This step is similar to the ***Textual Data Exploration*** step, with the exception that it is performed on the cleaned data.

This step is used to transform the `text` column of the reviews dataset into numerical features that a machine learning model can understand. We used ***TF-IDF (Term Frequency-Inverse Document Frequency)*** to represent the importance of words in each review while reducing the influence of commonly used words. This step involves tokenizing the text, removing stopwords, and applying TF-IDF transformation to create a feature vector for each review.
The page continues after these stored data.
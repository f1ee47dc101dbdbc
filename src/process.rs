//! One run of the pipeline: extract the four categories, join them, project
//! the output columns, group into invoices and write the documents.

use std::{
    path::PathBuf,
    time::{Duration, Instant},
};

use anyhow::{Context, Result, anyhow};
use itertools::Itertools;
use log::{debug, info, warn};

use crate::{
    config::PipelineConfig,
    dataset::Dataset,
    error::EtlError,
    extract::{self, Category},
    join::{self, JoinKind, JoinOn},
    load,
    transform::{self, Invoice},
};

/// One join in the fixed merge sequence.
#[derive(Debug, Clone, Copy)]
pub struct MergeStep {
    pub name: &'static str,
    pub left: &'static [&'static str],
    pub right: &'static [&'static str],
}

impl MergeStep {
    fn on(&self) -> JoinOn {
        JoinOn::pairs(self.left, self.right)
    }
}

pub const INVOICES_WITH_CLIENTS: MergeStep = MergeStep {
    name: "invoices with clients",
    left: &["ft_id_cliente"],
    right: &["cte_id_cliente"],
};

pub const ORDER_LINES_WITH_ORDERS: MergeStep = MergeStep {
    name: "order-lines with orders",
    left: &["lpd_numero_pedido", "lpd_ano_numeracion_pedido"],
    right: &["pd_numpedido", "pd_ano_numeracion"],
};

pub const ORDERS_WITH_INVOICES: MergeStep = MergeStep {
    name: "orders with invoices",
    left: &["lpd_factura", "lpd_ano_numeracion_factura"],
    right: &["ft_numfactura", "ft_ano_numeracion"],
};

/// The four normalized source datasets.
#[derive(Debug, Clone)]
pub struct Sources {
    pub invoices: Dataset,
    pub clients: Dataset,
    pub order_lines: Dataset,
    pub orders: Dataset,
}

#[derive(Debug)]
pub struct PipelineSummary {
    pub invoices: usize,
    pub written: Vec<PathBuf>,
    pub failed: usize,
    pub elapsed: Duration,
}

pub fn extract_sources(config: &PipelineConfig) -> Result<Sources> {
    let options = config.read_options()?;
    let read = |category: Category| -> Result<Dataset> {
        let dir = config.source_dir(category);
        extract::extract(&dir, category, &options)
            .with_context(|| format!("Extracting {category} from {dir:?}"))
    };
    Ok(Sources {
        invoices: read(Category::Invoices)?,
        clients: read(Category::Clients)?,
        order_lines: read(Category::OrderLines)?,
        orders: read(Category::Orders)?,
    })
}

fn merge_step(left: &Dataset, right: &Dataset, step: &MergeStep) -> Result<Dataset, EtlError> {
    debug!("Merge step: {}", step.name);
    let merged = join::merge(left, right, &step.on(), JoinKind::Inner)?;
    if merged.is_empty() {
        return Err(EtlError::EmptyMerge {
            step: step.name.to_string(),
        });
    }
    Ok(merged)
}

/// Runs the three inner joins in dependency order. An empty intermediate
/// result stops the run.
pub fn merge_sources(sources: &Sources) -> Result<Dataset, EtlError> {
    let invoices = merge_step(&sources.invoices, &sources.clients, &INVOICES_WITH_CLIENTS)?;
    let lines = merge_step(&sources.order_lines, &sources.orders, &ORDER_LINES_WITH_ORDERS)?;
    merge_step(&lines, &invoices, &ORDERS_WITH_INVOICES)
}

/// Narrows the merged table to `columns`, warning about any that are absent.
pub fn project(merged: &Dataset, columns: &[String]) -> Dataset {
    let (projected, missing) = merged.select_available(columns);
    if !missing.is_empty() {
        warn!(
            "Columns not found in merged data: {}",
            missing.iter().join(", ")
        );
    }
    debug!("Projected {} of {} column(s)", projected.columns.len(), columns.len());
    projected
}

/// Everything up to, but not including, writing.
pub fn build_invoices(config: &PipelineConfig) -> Result<Vec<Invoice>> {
    let sources = extract_sources(config)?;
    let merged = merge_sources(&sources).context("Merging source datasets")?;
    let projected = project(&merged, &config.columns);
    let invoices = transform::transform(&projected, config.header_policy)
        .context("Transforming merged rows into invoices")?;
    Ok(invoices)
}

pub fn execute(config: &PipelineConfig) -> Result<PipelineSummary> {
    let started = Instant::now();
    info!("Starting ETL process");

    let invoices = build_invoices(config)?;
    if invoices.is_empty() {
        return Err(anyhow!("No invoices to save"));
    }

    let report = load::load(&invoices, &config.output.path, config.output.mode)
        .with_context(|| format!("Preparing output location {:?}", config.output.path))?;
    if !report.is_clean() {
        warn!(
            "{} of {} document(s) could not be written",
            report.failures.len(),
            report.failures.len() + report.written.len()
        );
    }

    let elapsed = started.elapsed();
    info!(
        "ETL process completed successfully in {:.2} seconds",
        elapsed.as_secs_f64()
    );
    info!("Processed {} invoices", invoices.len());
    Ok(PipelineSummary {
        invoices: invoices.len(),
        failed: report.failures.len(),
        written: report.written,
        elapsed,
    })
}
First we `Tokenize` the text as shown in the following `Code Block`:

In [295]:
# Remove HTML tags from the 'text' column using regexp_replace
df_reviews_clean = df_reviews_clean.withColumn(
    "text", regexp_replace(col("text"), "<[^>]+>", "")  # Remove anything between < and >
)

# Tokenization - Split the 'text' column into individual words
tokenizer = Tokenizer(inputCol="text", outputCol="words_raw")
df_reviews_tokenized = tokenizer.transform(df_reviews_clean)

df_reviews_tokenized.show(10, truncate=True)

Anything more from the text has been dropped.